Please state how many lines below include the word "CascadeReport"; the reply should be the number only.
[Data to use]
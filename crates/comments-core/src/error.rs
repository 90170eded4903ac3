//! Error types for the comments engine

use serde_json::json;
use thiserror::Error;

/// Main error type for the comments engine
#[derive(Debug, Error)]
pub enum CommentsError {
    /// Single-record lookup yielded nothing
    #[error("{0}")]
    NotFound(String),

    /// Relation target is not an enabled collection
    #[error("Action not allowed for collection '{collection}'. Use one of: {}", .allowed.join(", "))]
    Forbidden {
        collection: String,
        allowed: Vec<String>,
    },

    /// Content rejected by the moderation filter
    #[error("Bad language used! Please polite your comment...")]
    PolicyViolation { original: String, filtered: String },

    /// Validation error
    #[error("Validation error: {0}")]
    Validation(String),

    /// Malformed query or relation input
    #[error("Invalid query: {0}")]
    InvalidQuery(String),

    /// Record store failure
    #[error("Store error: {0}")]
    Store(String),

    /// Configuration error
    #[error("Configuration error: {0}")]
    Config(String),

    /// IO error
    #[error("IO error: {0}")]
    Io(#[from] std::io::Error),

    /// Serialization error
    #[error("Serialization error: {0}")]
    Serde(#[from] serde_json::Error),

    /// TOML parsing error
    #[error("TOML error: {0}")]
    Toml(String),

    /// Generic error with context
    #[error("{context}: {source}")]
    WithContext {
        context: String,
        #[source]
        source: Box<CommentsError>,
    },
}

impl CommentsError {
    /// Add context to an error
    pub fn with_context(self, context: impl Into<String>) -> Self {
        CommentsError::WithContext {
            context: context.into(),
            source: Box::new(self),
        }
    }

    /// HTTP-style status code for the controller layer
    pub fn status_code(&self) -> u16 {
        match self {
            CommentsError::NotFound(_) => 404,
            CommentsError::Forbidden { .. } => 403,
            CommentsError::PolicyViolation { .. }
            | CommentsError::InvalidQuery(_)
            | CommentsError::Validation(_) => 400,
            CommentsError::WithContext { source, .. } => source.status_code(),
            _ => 500,
        }
    }

    /// Structured detail payload, when the error carries one
    pub fn details(&self) -> Option<serde_json::Value> {
        match self {
            CommentsError::PolicyViolation { original, filtered } => Some(json!({
                "content": { "original": original, "filtered": filtered }
            })),
            CommentsError::Forbidden { allowed, .. } => Some(json!({ "allowed": allowed })),
            CommentsError::WithContext { source, .. } => source.details(),
            _ => None,
        }
    }
}

/// Result type alias for the comments engine
pub type Result<T> = std::result::Result<T, CommentsError>;
//! Cascading field updates over a reply subtree
//!
//! The update proceeds level by level: a parent's direct replies are
//! fetched and batch-updated, and only a fully applied level is descended
//! into. Sibling subtrees run concurrently. Store failures never escape;
//! they are folded into the returned [`CascadeReport`].

use super::thread::children_of;
use crate::query::Criteria;
use crate::store::{RecordStore, COMMENTS_COLLECTION};
use crate::types::RecordId;
use futures::future::{join_all, BoxFuture, FutureExt};
use serde::Serialize;
use serde_json::{Map, Value};
use tracing::{debug, warn};

/// Outcome of a cascading update
#[derive(Debug, Clone, Copy, Default, PartialEq, Eq, Serialize)]
#[serde(rename_all = "camelCase")]
pub struct CascadeReport {
    /// Descendants found while walking the tree
    pub matched: u64,
    /// Descendants actually updated
    pub updated: u64,
    /// Levels where fewer records were updated than matched
    pub mismatched_levels: u32,
    /// Branches abandoned after a store error
    pub failed_branches: u32,
    /// Replies found pointing back at one of their ancestors
    pub cycles: u32,
}

impl CascadeReport {
    /// Boolean outcome: no branch failed and no cycle was met.
    ///
    /// A count mismatch still counts as success for the part already applied.
    pub fn succeeded(&self) -> bool {
        self.failed_branches == 0 && self.cycles == 0
    }

    /// Whether every matched descendant was updated
    pub fn is_complete(&self) -> bool {
        self.succeeded() && self.mismatched_levels == 0 && self.matched == self.updated
    }

    /// Fold another report into this one
    pub fn merge(&mut self, other: CascadeReport) {
        self.matched += other.matched;
        self.updated += other.updated;
        self.mismatched_levels += other.mismatched_levels;
        self.failed_branches += other.failed_branches;
        self.cycles += other.cycles;
    }

    fn failed() -> Self {
        Self {
            failed_branches: 1,
            ..Self::default()
        }
    }
}

/// Set `field = value` on every descendant of `root`
pub async fn cascade_field_update(
    store: &dyn RecordStore,
    root: &RecordId,
    field: &str,
    value: &Value,
) -> CascadeReport {
    let mut patch = Map::new();
    patch.insert(field.to_string(), value.clone());

    let report = cascade_level(store, root.clone(), &patch, Vec::new()).await;
    debug!(
        root = %root,
        field,
        matched = report.matched,
        updated = report.updated,
        "cascade finished"
    );
    report
}

fn cascade_level<'a>(
    store: &'a dyn RecordStore,
    parent: RecordId,
    patch: &'a Map<String, Value>,
    mut ancestors: Vec<RecordId>,
) -> BoxFuture<'a, CascadeReport> {
    async move {
        let children = match store
            .find_many(COMMENTS_COLLECTION, &children_of(&parent))
            .await
        {
            Ok(children) => children,
            Err(e) => {
                warn!(parent = %parent, error = %e, "cascade: fetching replies failed");
                return CascadeReport::failed();
            }
        };

        ancestors.push(parent.clone());
        let mut report = CascadeReport::default();
        let mut targets = Vec::with_capacity(children.len());
        for child in &children {
            let Some(id) = child.get("id").and_then(RecordId::from_value) else {
                continue;
            };
            if ancestors.contains(&id) {
                warn!(parent = %parent, child = %id, "cascade: reply cycle detected");
                report.cycles += 1;
            } else {
                targets.push(id.to_value());
            }
        }
        if targets.is_empty() {
            return report;
        }

        let matched = targets.len() as u64;
        let criteria: Criteria = children_of(&parent).is_in("id", targets);
        let updated = match store
            .update_many(COMMENTS_COLLECTION, &criteria, patch)
            .await
        {
            Ok(updated) => updated,
            Err(e) => {
                warn!(parent = %parent, error = %e, "cascade: updating replies failed");
                report.merge(CascadeReport::failed());
                return report;
            }
        };
        report.matched += matched;
        report.updated += updated.len() as u64;

        if updated.is_empty() || updated.len() as u64 != matched {
            warn!(
                parent = %parent,
                matched,
                updated = updated.len(),
                "cascade: update count mismatch, not descending"
            );
            report.mismatched_levels += 1;
            return report;
        }

        let branches = updated
            .iter()
            .filter_map(|record| record.get("id").and_then(RecordId::from_value))
            .map(|child| cascade_level(store, child, patch, ancestors.clone()));
        for branch in join_all(branches).await {
            report.merge(branch);
        }
        report
    }
    .boxed()
}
[/Data to use]
### Completed exercise
9